Collected data entries
---*---
use pcl_types::{Block, ChainId};

use crate::error::StoreResult;

/// Durable, ordered record of the blocks of one chain.
///
/// Implementations must be thread-safe (`Send + Sync`). Appends for a chain
/// are serialized by the chain manager; reads may run concurrently with
/// appends and must only ever observe whole blocks.
pub trait LedgerStore: Send + Sync {
    /// The chain this store holds.
    fn chain(&self) -> ChainId;

    /// Persist a block. Fails on a duplicate index or an unreachable backend.
    fn append(&self, block: &Block) -> StoreResult<Block>;

    /// All blocks in ascending index order.
    fn read_all(&self) -> StoreResult<Vec<Block>>;

    /// The block with the highest index, or `None` for an empty chain.
    fn read_last(&self) -> StoreResult<Option<Block>>;

    /// Number of persisted blocks.
    fn len(&self) -> StoreResult<u64> {
        Ok(self.read_all()?.len() as u64)
    }

    /// Returns `true` if no block has been appended yet.
    fn is_empty(&self) -> StoreResult<bool> {
        Ok(self.read_last()?.is_none())
    }
}
use pcl_types::Payload;
use serde::{Deserialize, Serialize};
use sha2::{Digest, Sha256};

use crate::canonical::canonical_payload;
use crate::hasher::HasherError;

/// A disclosed subset of a record plus its SHA-256 fingerprint.
#[derive(Clone, Debug, PartialEq, Serialize, Deserialize)]
pub struct Disclosure {
    /// Only the selected fields of the source record.
    pub proof: Payload,
    /// Hex SHA-256 over the canonical JSON of `proof`.
    pub hash: String,
}

/// Selective-disclosure fingerprinting.
///
/// Independent of the ledger's hash chain: a holder reveals some fields of a
/// record and a verifier later checks the revealed fields were not altered.
/// This is an equality fingerprint, not a zero-knowledge proof.
pub struct Fingerprint;

impl Fingerprint {
    /// Disclose `selected` fields of `record` and fingerprint them.
    ///
    /// Selected fields absent from the record are skipped.
    pub fn generate<S: AsRef<str>>(
        record: &Payload,
        selected: &[S],
    ) -> Result<Disclosure, FingerprintError> {
        if selected.is_empty() {
            return Err(FingerprintError::NoFieldsSelected);
        }

        let mut proof = Payload::new();
        for field in selected {
            let field = field.as_ref();
            if let Some(value) = record.get(field) {
                proof.insert(field.to_string(), value.clone());
            }
        }
        if proof.is_empty() {
            return Err(FingerprintError::NoMatchingFields);
        }

        let hash = Self::digest(&proof)?;
        Ok(Disclosure { proof, hash })
    }

    /// Hex SHA-256 over the canonical JSON of `fields`.
    pub fn digest(fields: &Payload) -> Result<String, FingerprintError> {
        let encoded = canonical_payload(fields)?;
        Ok(hex::encode(Sha256::digest(&encoded)))
    }

    /// Returns `true` if `fields` still produce `hash`.
    pub fn matches(fields: &Payload, hash: &str) -> bool {
        match Self::digest(fields) {
            Ok(computed) => computed.eq_ignore_ascii_case(hash.trim()),
            Err(_) => false,
        }
    }
}

/// Errors from fingerprint generation.
#[derive(Debug, thiserror::Error, PartialEq, Eq)]
pub enum FingerprintError {
    #[error("at least one field must be selected")]
    NoFieldsSelected,
    #[error("no valid fields selected for proof")]
    NoMatchingFields,
    #[error(transparent)]
    Encoding(#[from] HasherError),
}
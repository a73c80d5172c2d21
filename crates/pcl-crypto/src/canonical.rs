use pcl_types::{payload_from_value, Payload};
use serde::Serialize;
use serde_json::{Map, Value};

use crate::hasher::HasherError;

/// Serialize a JSON value with object keys sorted at every nesting level.
///
/// Logically equal values always produce identical bytes, regardless of the
/// order their keys were inserted in.
pub fn canonical_json(value: &Value) -> Result<Vec<u8>, HasherError> {
    let mut out = Vec::new();
    write_value(value, &mut out)?;
    Ok(out)
}

/// Canonical bytes of a payload.
pub fn canonical_payload(payload: &Payload) -> Result<Vec<u8>, HasherError> {
    let mut out = Vec::new();
    write_object(payload, &mut out)?;
    Ok(out)
}

/// Convert a serializable record into a payload.
///
/// Fails when the record has no JSON form (e.g. a map with non-string keys)
/// or when it is not a field→value mapping.
pub fn encode_payload<T: Serialize + ?Sized>(record: &T) -> Result<Payload, HasherError> {
    let value = serde_json::to_value(record).map_err(|e| HasherError::Encoding(e.to_string()))?;
    payload_from_value(value).map_err(|e| HasherError::Encoding(e.to_string()))
}

fn write_value(value: &Value, out: &mut Vec<u8>) -> Result<(), HasherError> {
    match value {
        Value::Object(map) => write_object(map, out),
        Value::Array(items) => {
            out.push(b'[');
            for (i, item) in items.iter().enumerate() {
                if i > 0 {
                    out.push(b',');
                }
                write_value(item, out)?;
            }
            out.push(b']');
            Ok(())
        }
        scalar => serde_json::to_writer(&mut *out, scalar)
            .map_err(|e| HasherError::Encoding(e.to_string())),
    }
}

fn write_object(map: &Map<String, Value>, out: &mut Vec<u8>) -> Result<(), HasherError> {
    let mut entries: Vec<(&String, &Value)> = map.iter().collect();
    entries.sort_by(|a, b| a.0.cmp(b.0));

    out.push(b'{');
    for (i, (key, value)) in entries.into_iter().enumerate() {
        if i > 0 {
            out.push(b',');
        }
        serde_json::to_writer(&mut *out, key).map_err(|e| HasherError::Encoding(e.to_string()))?;
        out.push(b':');
        write_value(value, out)?;
    }
    out.push(b'}');
    Ok(())
}
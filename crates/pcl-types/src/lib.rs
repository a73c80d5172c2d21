//! Foundation types for the PublicChain Ledger (PCL).
//!
//! PCL keeps government fund releases and project records in two independent,
//! append-only, hash-linked chains. Every other PCL crate depends on
//! `pcl-types`.
//!
//! # Key Types
//!
//! - [`ChainId`]: which chain a block belongs to (`Fund` or `Project`)
//! - [`BlockHash`]: 32-byte block digest, hex-encoded on the wire
//! - [`Block`]: one immutable ledger entry with linkage and integrity metadata
//! - [`Payload`]: the opaque field→value record a block carries

pub mod block;
pub mod chain;
pub mod error;
pub mod hash;
pub mod temporal;

pub use block::{payload_from_value, Block, BlockField, Payload, Undecodable};
pub use chain::ChainId;
pub use error::TypeError;
pub use hash::BlockHash;
pub use temporal::now_millis;
use std::path::PathBuf;

use clap::{Args, Parser, Subcommand};
use pcl_crypto::SignatureScheme;
use pcl_types::ChainId;

#[derive(Parser)]
#[command(
    name = "pcl",
    about = "PublicChain Ledger: tamper-evident fund and project records",
    version
)]
pub struct Cli {
    #[command(subcommand)]
    pub command: Command,

    #[arg(short, long, global = true)]
    pub verbose: bool,

    #[arg(long, global = true, default_value = "text")]
    pub format: OutputFormat,
}

#[derive(Clone, Debug, clap::ValueEnum)]
pub enum OutputFormat {
    Text,
    Json,
}

#[derive(Subcommand)]
pub enum Command {
    /// Start the HTTP server
    Serve(ServeArgs),
    /// Append a record to a chain
    Add(AddArgs),
    /// List the blocks of a chain
    Chain(ChainArgs),
    /// Verify chain integrity
    Verify(VerifyArgs),
    /// Generate a fresh signing secret
    Keygen(KeygenArgs),
    /// Disclose selected fields of a record with a fingerprint
    Fingerprint(FingerprintArgs),
}

/// Where the chains live and how blocks are signed.
#[derive(Args, Clone)]
pub struct LedgerArgs {
    /// SQLite database holding both chains
    #[arg(long, default_value = "data/publicchain.db")]
    pub db: PathBuf,
    /// Hex signing secret (falls back to PCL_SIGNING_SECRET)
    #[arg(long)]
    pub secret: Option<String>,
    #[arg(long, default_value = "keyed")]
    pub scheme: SignatureScheme,
    /// Busy timeout for a locked database, in milliseconds
    #[arg(long, default_value = "5000")]
    pub busy_timeout_ms: u64,
}

#[derive(Args)]
pub struct ServeArgs {
    /// TOML configuration file
    #[arg(short, long)]
    pub config: Option<PathBuf>,
}

#[derive(Args)]
pub struct AddArgs {
    pub chain: ChainId,
    /// JSON object, or @path to read it from a file
    pub record: String,
    #[command(flatten)]
    pub ledger: LedgerArgs,
}

#[derive(Args)]
pub struct ChainArgs {
    pub chain: ChainId,
    #[command(flatten)]
    pub ledger: LedgerArgs,
}

#[derive(Args)]
pub struct VerifyArgs {
    pub chain: ChainId,
    /// Report where and why the chain breaks
    #[arg(long)]
    pub detailed: bool,
    #[command(flatten)]
    pub ledger: LedgerArgs,
}

#[derive(Args)]
pub struct KeygenArgs {
    #[arg(long, default_value = "keyed")]
    pub scheme: SignatureScheme,
}

#[derive(Args)]
pub struct FingerprintArgs {
    /// JSON object, or @path to read it from a file
    pub record: String,
    /// Fields to disclose
    #[arg(long, value_delimiter = ',', required = true)]
    pub fields: Vec<String>,
}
---*---
*What you need to do*
Each line of the records that holds the word "blocks" should be copied out.

*Written response*
/// Durable, ordered record of the blocks of one chain.
/// appends and must only ever observe whole blocks.
    /// All blocks in ascending index order.
    /// Number of persisted blocks.
    /// List the blocks of a chain
/// Where the chains live and how blocks are signed.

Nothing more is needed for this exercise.